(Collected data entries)
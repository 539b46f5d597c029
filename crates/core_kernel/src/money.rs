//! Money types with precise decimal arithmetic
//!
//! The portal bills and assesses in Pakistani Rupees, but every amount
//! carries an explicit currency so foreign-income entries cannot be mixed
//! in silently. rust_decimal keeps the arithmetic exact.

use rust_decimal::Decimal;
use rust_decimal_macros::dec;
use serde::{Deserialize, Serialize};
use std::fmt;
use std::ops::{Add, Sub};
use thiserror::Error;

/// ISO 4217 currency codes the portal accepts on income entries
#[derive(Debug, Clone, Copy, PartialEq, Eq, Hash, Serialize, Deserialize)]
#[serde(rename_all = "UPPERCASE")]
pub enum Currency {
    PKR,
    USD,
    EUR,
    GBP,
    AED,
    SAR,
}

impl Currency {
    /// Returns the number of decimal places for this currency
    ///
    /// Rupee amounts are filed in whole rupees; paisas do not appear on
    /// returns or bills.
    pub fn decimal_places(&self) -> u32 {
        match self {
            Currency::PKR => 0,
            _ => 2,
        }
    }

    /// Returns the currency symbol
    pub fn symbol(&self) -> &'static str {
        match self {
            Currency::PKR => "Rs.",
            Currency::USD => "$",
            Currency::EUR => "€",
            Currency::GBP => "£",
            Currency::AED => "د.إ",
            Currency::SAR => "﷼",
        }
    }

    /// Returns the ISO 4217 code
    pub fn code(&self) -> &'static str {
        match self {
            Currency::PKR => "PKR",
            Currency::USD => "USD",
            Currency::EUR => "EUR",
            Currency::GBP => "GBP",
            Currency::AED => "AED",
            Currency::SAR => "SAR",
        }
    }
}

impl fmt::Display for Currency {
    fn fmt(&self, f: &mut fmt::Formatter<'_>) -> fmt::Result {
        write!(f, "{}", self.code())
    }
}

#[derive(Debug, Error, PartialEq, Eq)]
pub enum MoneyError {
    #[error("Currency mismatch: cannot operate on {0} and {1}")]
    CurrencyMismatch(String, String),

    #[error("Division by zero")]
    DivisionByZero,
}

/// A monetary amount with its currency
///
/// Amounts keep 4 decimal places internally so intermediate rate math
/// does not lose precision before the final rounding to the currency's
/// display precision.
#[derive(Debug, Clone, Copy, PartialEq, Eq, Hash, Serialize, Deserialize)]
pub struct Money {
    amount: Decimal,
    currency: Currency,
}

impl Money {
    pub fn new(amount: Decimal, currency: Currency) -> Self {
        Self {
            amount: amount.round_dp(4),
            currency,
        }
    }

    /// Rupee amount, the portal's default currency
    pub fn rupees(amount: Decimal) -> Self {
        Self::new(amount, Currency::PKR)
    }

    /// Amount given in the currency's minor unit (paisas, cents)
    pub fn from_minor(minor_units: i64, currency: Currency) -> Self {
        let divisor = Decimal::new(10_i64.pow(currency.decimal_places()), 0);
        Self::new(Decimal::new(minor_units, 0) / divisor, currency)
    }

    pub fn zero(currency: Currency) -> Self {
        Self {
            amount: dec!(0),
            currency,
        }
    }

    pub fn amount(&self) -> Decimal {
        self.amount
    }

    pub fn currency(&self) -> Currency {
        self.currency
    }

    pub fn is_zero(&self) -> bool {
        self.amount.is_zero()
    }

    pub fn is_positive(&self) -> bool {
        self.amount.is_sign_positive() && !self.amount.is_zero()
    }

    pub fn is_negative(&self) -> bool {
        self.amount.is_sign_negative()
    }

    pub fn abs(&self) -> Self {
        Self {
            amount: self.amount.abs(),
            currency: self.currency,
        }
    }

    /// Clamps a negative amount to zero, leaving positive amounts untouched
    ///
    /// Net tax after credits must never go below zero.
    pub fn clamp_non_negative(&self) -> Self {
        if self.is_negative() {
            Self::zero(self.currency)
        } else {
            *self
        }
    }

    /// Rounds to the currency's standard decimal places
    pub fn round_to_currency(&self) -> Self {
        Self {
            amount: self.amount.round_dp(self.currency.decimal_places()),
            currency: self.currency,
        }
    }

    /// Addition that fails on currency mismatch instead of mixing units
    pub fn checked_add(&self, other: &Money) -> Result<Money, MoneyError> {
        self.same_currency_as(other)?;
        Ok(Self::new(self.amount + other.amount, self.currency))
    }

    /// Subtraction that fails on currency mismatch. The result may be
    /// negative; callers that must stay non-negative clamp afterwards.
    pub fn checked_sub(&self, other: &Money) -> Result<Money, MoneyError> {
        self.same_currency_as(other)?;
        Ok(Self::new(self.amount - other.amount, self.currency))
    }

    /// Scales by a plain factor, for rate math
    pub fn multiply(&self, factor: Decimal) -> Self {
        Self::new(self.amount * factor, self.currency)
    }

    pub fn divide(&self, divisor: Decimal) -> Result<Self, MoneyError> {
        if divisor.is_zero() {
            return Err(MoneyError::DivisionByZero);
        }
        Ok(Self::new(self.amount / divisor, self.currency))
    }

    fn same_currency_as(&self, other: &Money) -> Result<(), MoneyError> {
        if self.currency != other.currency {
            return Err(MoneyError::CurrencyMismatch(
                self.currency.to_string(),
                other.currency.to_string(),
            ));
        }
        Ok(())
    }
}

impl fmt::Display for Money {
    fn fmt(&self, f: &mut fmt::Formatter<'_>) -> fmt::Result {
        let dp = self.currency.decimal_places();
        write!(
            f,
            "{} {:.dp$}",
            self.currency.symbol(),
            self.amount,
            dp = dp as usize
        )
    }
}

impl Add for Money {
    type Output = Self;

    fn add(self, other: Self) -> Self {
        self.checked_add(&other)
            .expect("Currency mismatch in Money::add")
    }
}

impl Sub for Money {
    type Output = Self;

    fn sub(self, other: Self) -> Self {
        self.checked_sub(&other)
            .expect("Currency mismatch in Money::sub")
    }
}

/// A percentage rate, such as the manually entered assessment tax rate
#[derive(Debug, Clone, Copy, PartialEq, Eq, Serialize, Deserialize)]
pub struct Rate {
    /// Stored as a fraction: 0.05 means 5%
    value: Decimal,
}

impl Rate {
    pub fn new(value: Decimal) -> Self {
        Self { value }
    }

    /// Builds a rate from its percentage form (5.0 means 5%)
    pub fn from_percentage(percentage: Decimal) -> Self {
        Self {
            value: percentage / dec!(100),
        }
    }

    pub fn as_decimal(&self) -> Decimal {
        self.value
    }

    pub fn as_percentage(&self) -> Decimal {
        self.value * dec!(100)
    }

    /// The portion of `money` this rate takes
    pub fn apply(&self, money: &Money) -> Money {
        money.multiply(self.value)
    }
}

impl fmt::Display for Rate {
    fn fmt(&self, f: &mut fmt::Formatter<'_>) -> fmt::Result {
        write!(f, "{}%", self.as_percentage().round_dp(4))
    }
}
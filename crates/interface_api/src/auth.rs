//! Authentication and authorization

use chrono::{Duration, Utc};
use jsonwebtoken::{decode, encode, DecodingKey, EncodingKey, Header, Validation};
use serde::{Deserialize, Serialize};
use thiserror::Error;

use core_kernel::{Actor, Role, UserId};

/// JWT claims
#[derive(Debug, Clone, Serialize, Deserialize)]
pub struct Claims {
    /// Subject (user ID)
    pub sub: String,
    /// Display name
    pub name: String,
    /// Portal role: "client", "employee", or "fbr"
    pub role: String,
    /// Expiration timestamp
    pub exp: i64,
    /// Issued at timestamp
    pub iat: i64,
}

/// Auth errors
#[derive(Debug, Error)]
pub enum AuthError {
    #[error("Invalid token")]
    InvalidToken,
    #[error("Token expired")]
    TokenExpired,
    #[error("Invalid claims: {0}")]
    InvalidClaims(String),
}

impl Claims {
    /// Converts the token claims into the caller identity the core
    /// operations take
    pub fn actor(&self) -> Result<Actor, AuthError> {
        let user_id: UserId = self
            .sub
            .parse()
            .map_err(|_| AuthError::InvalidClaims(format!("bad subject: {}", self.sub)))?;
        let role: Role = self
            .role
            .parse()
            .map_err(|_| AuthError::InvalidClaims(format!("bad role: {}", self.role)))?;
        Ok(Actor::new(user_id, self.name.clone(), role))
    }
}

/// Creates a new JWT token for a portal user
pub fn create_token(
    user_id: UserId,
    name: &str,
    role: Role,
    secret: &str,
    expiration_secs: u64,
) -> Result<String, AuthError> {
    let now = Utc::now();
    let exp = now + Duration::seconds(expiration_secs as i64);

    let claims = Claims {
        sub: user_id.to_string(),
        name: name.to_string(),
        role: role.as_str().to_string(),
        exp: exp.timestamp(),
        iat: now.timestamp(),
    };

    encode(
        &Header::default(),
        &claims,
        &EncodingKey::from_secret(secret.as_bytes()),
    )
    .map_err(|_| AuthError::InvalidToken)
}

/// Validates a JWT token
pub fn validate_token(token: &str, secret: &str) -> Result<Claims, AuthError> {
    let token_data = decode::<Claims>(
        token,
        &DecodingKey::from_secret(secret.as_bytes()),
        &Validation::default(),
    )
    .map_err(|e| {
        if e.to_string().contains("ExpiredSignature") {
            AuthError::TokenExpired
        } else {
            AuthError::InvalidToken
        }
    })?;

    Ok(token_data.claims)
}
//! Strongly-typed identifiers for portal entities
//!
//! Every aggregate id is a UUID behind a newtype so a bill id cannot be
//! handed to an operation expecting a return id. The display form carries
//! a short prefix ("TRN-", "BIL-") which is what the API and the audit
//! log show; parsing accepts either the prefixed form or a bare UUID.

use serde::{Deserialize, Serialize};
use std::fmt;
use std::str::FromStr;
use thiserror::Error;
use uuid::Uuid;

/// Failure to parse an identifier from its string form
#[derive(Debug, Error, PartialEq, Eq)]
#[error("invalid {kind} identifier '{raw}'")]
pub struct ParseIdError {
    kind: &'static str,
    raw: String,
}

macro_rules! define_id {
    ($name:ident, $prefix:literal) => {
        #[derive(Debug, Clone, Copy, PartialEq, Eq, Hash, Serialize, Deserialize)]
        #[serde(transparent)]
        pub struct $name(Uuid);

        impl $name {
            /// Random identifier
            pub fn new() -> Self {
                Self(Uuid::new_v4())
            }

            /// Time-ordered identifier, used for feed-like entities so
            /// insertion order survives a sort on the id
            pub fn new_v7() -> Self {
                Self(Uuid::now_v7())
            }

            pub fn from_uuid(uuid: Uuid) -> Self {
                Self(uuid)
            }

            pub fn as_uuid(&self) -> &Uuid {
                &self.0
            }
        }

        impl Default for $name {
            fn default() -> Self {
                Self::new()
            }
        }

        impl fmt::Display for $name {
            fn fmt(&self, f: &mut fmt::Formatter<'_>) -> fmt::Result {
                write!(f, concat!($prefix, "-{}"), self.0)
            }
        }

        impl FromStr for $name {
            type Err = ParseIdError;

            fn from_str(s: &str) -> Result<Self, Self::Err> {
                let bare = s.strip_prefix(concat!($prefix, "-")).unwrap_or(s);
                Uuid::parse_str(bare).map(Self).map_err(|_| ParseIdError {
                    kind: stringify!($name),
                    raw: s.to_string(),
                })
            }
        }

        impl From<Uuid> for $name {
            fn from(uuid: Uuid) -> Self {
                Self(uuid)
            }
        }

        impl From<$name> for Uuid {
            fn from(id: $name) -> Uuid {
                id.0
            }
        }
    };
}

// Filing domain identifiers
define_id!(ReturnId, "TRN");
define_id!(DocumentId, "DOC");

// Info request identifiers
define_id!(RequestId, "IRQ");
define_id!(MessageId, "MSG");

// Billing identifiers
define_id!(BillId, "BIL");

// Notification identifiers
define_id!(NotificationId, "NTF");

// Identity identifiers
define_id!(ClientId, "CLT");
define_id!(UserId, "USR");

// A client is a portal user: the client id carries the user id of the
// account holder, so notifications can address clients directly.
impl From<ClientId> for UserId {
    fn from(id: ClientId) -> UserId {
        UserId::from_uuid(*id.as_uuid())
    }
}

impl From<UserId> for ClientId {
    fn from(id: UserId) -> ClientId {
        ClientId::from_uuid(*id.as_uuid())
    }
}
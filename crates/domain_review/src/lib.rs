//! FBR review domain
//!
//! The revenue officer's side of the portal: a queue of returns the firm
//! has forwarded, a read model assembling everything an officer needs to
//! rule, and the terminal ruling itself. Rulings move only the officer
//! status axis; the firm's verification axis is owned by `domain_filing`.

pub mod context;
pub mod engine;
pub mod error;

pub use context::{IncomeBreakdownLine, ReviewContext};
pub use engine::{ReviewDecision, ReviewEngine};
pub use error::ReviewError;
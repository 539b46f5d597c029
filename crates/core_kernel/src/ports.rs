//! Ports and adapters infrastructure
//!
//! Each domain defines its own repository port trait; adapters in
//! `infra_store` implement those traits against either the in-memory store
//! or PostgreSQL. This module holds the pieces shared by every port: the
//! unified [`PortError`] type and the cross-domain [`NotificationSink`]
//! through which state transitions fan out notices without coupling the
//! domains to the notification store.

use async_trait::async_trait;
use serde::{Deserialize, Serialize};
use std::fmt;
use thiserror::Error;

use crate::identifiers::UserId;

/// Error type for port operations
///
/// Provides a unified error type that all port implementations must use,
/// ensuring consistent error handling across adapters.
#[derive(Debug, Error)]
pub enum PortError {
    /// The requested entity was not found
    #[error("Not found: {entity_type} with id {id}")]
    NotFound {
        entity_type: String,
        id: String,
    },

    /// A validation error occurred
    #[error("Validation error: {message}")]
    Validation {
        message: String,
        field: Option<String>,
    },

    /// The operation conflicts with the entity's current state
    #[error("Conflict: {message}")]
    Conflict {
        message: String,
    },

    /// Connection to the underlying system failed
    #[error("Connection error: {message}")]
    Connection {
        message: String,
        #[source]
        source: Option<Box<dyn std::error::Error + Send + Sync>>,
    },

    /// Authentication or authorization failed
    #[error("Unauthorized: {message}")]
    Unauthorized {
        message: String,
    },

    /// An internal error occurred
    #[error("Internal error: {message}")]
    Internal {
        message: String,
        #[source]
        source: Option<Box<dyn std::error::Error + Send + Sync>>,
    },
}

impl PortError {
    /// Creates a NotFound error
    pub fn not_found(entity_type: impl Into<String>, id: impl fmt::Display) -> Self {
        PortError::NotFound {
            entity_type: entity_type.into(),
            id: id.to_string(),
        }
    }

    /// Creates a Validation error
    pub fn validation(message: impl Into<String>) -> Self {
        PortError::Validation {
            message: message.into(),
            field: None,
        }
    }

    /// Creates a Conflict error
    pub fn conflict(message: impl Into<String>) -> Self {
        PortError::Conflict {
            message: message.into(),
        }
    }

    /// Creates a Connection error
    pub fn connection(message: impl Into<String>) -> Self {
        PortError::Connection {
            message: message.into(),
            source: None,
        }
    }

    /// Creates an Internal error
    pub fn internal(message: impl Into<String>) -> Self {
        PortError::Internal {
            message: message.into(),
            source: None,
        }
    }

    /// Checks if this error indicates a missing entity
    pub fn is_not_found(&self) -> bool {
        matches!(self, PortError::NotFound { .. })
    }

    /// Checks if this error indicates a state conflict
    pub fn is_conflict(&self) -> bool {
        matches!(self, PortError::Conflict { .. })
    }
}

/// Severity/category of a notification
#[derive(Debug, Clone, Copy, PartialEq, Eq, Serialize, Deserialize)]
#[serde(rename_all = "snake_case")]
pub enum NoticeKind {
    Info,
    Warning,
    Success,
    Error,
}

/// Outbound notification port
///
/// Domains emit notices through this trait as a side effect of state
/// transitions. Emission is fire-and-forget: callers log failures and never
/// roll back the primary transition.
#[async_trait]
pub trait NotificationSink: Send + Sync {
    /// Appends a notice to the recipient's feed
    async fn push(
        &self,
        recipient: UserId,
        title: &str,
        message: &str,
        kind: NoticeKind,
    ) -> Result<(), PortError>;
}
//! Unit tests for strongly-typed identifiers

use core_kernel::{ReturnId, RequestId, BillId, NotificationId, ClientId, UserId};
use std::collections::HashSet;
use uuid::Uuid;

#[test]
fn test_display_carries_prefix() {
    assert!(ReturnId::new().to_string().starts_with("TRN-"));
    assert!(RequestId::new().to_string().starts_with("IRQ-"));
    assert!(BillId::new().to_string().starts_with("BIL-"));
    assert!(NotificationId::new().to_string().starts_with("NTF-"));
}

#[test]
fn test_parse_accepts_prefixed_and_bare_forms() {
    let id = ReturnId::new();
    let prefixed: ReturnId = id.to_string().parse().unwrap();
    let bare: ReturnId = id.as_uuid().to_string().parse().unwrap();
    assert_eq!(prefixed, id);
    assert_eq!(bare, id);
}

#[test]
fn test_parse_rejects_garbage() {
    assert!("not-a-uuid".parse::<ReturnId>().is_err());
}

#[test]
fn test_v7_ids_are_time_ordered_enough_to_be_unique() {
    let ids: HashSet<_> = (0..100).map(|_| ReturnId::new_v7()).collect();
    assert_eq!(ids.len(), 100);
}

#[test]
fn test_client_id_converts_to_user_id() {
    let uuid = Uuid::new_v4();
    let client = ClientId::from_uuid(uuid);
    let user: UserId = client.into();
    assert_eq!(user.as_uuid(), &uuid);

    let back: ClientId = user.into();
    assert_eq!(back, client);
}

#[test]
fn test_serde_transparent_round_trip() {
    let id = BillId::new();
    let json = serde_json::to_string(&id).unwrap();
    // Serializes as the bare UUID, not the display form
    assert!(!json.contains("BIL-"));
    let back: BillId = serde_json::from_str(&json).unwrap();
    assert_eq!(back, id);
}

§ **BRIEF**:
Up to and including the line with "returns or bills.", transcribe the entries above exactly, starting from their first line.

§ **RESULT FOR THIS EXERCISE**:
repository 539b46f5d597c029
filename crates/core_kernel/src/money.rs
//! Money types with precise decimal arithmetic
//!
//! The portal bills and assesses in Pakistani Rupees, but every amount
//! carries an explicit currency so foreign-income entries cannot be mixed
//! in silently. rust_decimal keeps the arithmetic exact.

use rust_decimal::Decimal;
use rust_decimal_macros::dec;
use serde::{Deserialize, Serialize};
use std::fmt;
use std::ops::{Add, Sub};
use thiserror::Error;

/// ISO 4217 currency codes the portal accepts on income entries
#[derive(Debug, Clone, Copy, PartialEq, Eq, Hash, Serialize, Deserialize)]
#[serde(rename_all = "UPPERCASE")]
pub enum Currency {
    PKR,
    USD,
    EUR,
    GBP,
    AED,
    SAR,
}

impl Currency {
    /// Returns the number of decimal places for this currency
    ///
    /// Rupee amounts are filed in whole rupees; paisas do not appear on
    /// returns or bills.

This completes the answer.